Material for this exercise:

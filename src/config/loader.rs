//! Config file loading

use super::FileConfig;
use anyhow::{Context, Result};
use std::fs;
use std::path::{Path, PathBuf};

/// Nested table name accepted inside a shared config file.
const SECTION: &str = "import-tidy";

const CANDIDATES: [&str; 6] = [
    "import-tidy.toml",
    ".import-tidy.toml",
    "import-tidy.yml",
    ".import-tidy.yml",
    "import-tidy.yaml",
    ".import-tidy.yaml",
];

/// Load the config for `root`.
///
/// An explicit `config_path` must parse. An auto-discovered file that fails to
/// parse is logged and ignored, and defaults are used instead.
pub fn load_config(root: &Path, config_path: Option<&Path>) -> Result<FileConfig> {
    let config_path_provided = config_path.is_some();

    let discovered = match config_path {
        Some(path) => Some(path.to_path_buf()),
        None => discover_config(root),
    };

    let Some(config_file) = discovered else {
        return Ok(FileConfig::default());
    };

    let content = fs::read_to_string(&config_file)
        .with_context(|| format!("Failed reading config file: {}", config_file.display()))?;

    let ext = config_file.extension().and_then(|e| e.to_str()).unwrap_or("").to_ascii_lowercase();

    let parsed = match ext.as_str() {
        "toml" => parse_toml_config(&content, &config_file),
        "yaml" | "yml" => parse_yaml_config(&content, &config_file),
        other => Err(anyhow::anyhow!(
            "Unsupported config extension '.{}' for file {}",
            other,
            config_file.display()
        )),
    };

    match parsed {
        Ok(cfg) => {
            tracing::debug!("Loaded config from {}", config_file.display());
            Ok(cfg)
        }
        Err(e) if config_path_provided => Err(e),
        Err(e) => {
            tracing::warn!(
                "Failed to parse auto-discovered config {}: {:#}",
                config_file.display(),
                e
            );
            Ok(FileConfig::default())
        }
    }
}

/// Parse TOML config, supporting a nested `[import-tidy]` table.
fn parse_toml_config(content: &str, config_file: &Path) -> Result<FileConfig> {
    let raw: toml::Value = toml::from_str(content)
        .with_context(|| format!("Invalid TOML syntax: {}", config_file.display()))?;

    let config_val = match raw.get(SECTION) {
        Some(nested) => nested.clone(),
        None => raw,
    };

    config_val.try_into().with_context(|| format!("Invalid TOML config: {}", config_file.display()))
}

/// Parse YAML config, supporting a nested `import-tidy:` mapping.
fn parse_yaml_config(content: &str, config_file: &Path) -> Result<FileConfig> {
    let raw: serde_yaml::Value = serde_yaml::from_str(content)
        .with_context(|| format!("Invalid YAML syntax: {}", config_file.display()))?;

    // An empty document parses to null; treat it as "no settings".
    if raw.is_null() {
        return Ok(FileConfig::default());
    }

    let config_val = match raw.get(SECTION) {
        Some(nested) => nested.clone(),
        None => raw,
    };

    serde_yaml::from_value(config_val)
        .with_context(|| format!("Invalid YAML config: {}", config_file.display()))
}

fn discover_config(root: &Path) -> Option<PathBuf> {
    CANDIDATES.iter().map(|candidate| root.join(candidate)).find(|path| path.is_file())
}
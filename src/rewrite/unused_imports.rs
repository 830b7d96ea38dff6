//! Comment out single-line imports whose bindings are never referenced.

use super::{Edit, Rewrite};
use once_cell::sync::Lazy;
use regex::Regex;

static IMPORT_RE: Lazy<Regex> = Lazy::new(|| {
    Regex::new(r#"^import\s+(\{[^}]+\}|\w+|\*\s+as\s+\w+)\s+from\s+['"][^'"]+['"]"#)
        .expect("valid import regex")
});
static NAMED_RE: Lazy<Regex> = Lazy::new(|| Regex::new(r"\{([^}]+)\}").expect("valid named regex"));

/// Names bound by the import clause (`{ a, b as c }`, `* as ns` or a default name).
///
/// For renamed imports the original name is used, not the local alias.
fn bindings(clause: &str) -> Vec<String> {
    if let Some(named) = NAMED_RE.captures(clause).and_then(|c| c.get(1)) {
        return named
            .as_str()
            .split(',')
            .filter_map(|part| part.trim().split(" as ").next())
            .map(str::trim)
            .filter(|name| !name.is_empty())
            .map(str::to_string)
            .collect();
    }
    if let Some(ns) = clause.strip_prefix("* as ") {
        return vec![ns.trim().to_string()];
    }
    vec![clause.trim().to_string()]
}

fn is_referenced(name: &str, rest: &str) -> bool {
    match Regex::new(&format!(r"\b{}\b", regex::escape(name))) {
        Ok(re) => re.is_match(rest),
        // Can't check it, so keep the import.
        Err(_) => true,
    }
}

/// Prefix `// ` to every import line none of whose bindings appear elsewhere in the file.
///
/// Lines are split on `\n` only, so `\r\n` files keep their carriage returns.
pub fn comment_unused_imports(content: &str) -> Rewrite {
    let lines: Vec<&str> = content.split('\n').collect();
    let mut out: Vec<String> = lines.iter().map(|l| l.to_string()).collect();
    let mut edits = Vec::new();

    for (idx, line) in lines.iter().enumerate() {
        let Some(clause) = IMPORT_RE.captures(line).and_then(|c| c.get(1)) else {
            continue;
        };

        let names = bindings(clause.as_str());
        if names.is_empty() {
            continue;
        }

        let rest = lines
            .iter()
            .enumerate()
            .filter(|(i, _)| *i != idx)
            .map(|(_, l)| *l)
            .collect::<Vec<_>>()
            .join("\n");

        if names.iter().all(|name| !is_referenced(name, &rest)) {
            let commented = format!("// {}", line);
            edits.push(Edit { before: line.to_string(), after: commented.clone() });
            out[idx] = commented;
        }
    }

    Rewrite { content: out.join("\n"), edits }
}
//! Merging CLI flags on top of the config file

use super::{
    default_extensions, normalize_extension, FailurePolicy, FileConfig, NormalizeConfig,
    WalkOptions,
};
use crate::rewrite::specifier::DEFAULT_PATTERN;
use std::path::PathBuf;

/// Settings given on the command line. `None` / `false` means "not given".
#[derive(Debug, Clone, Default)]
pub struct CliOverrides {
    pub extensions: Option<Vec<String>>,
    pub exclude_globs: Option<Vec<String>>,
    pub respect_gitignore: bool,
    pub follow_symlinks: bool,
    pub pattern: Option<String>,
    pub keep_going: bool,
}

/// Resolve the final run settings. Precedence: CLI > file > defaults.
///
/// Boolean flags can only switch a behavior on; a file setting of `true` is not
/// undone by an absent flag.
pub fn merge_cli_with_config(
    root: PathBuf,
    file: FileConfig,
    cli: CliOverrides,
) -> NormalizeConfig {
    let extensions = cli
        .extensions
        .map(|exts| exts.iter().map(|e| normalize_extension(e)).collect())
        .or(file.extensions)
        .unwrap_or_else(default_extensions);

    let exclude_globs = cli.exclude_globs.or(file.exclude_globs).unwrap_or_default();

    let on_error = if cli.keep_going {
        FailurePolicy::Continue
    } else {
        file.on_error.unwrap_or_default()
    };

    NormalizeConfig {
        root,
        extensions,
        pattern: cli.pattern.or(file.pattern).unwrap_or_else(|| DEFAULT_PATTERN.to_string()),
        walk: WalkOptions {
            respect_gitignore: cli.respect_gitignore || file.respect_gitignore.unwrap_or(false),
            follow_symlinks: cli.follow_symlinks || file.follow_symlinks.unwrap_or(false),
            exclude_globs,
        },
        on_error,
    }
}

Exercise prompt:
State only the number of lines above that contain the word "true".

Solution to this task:
2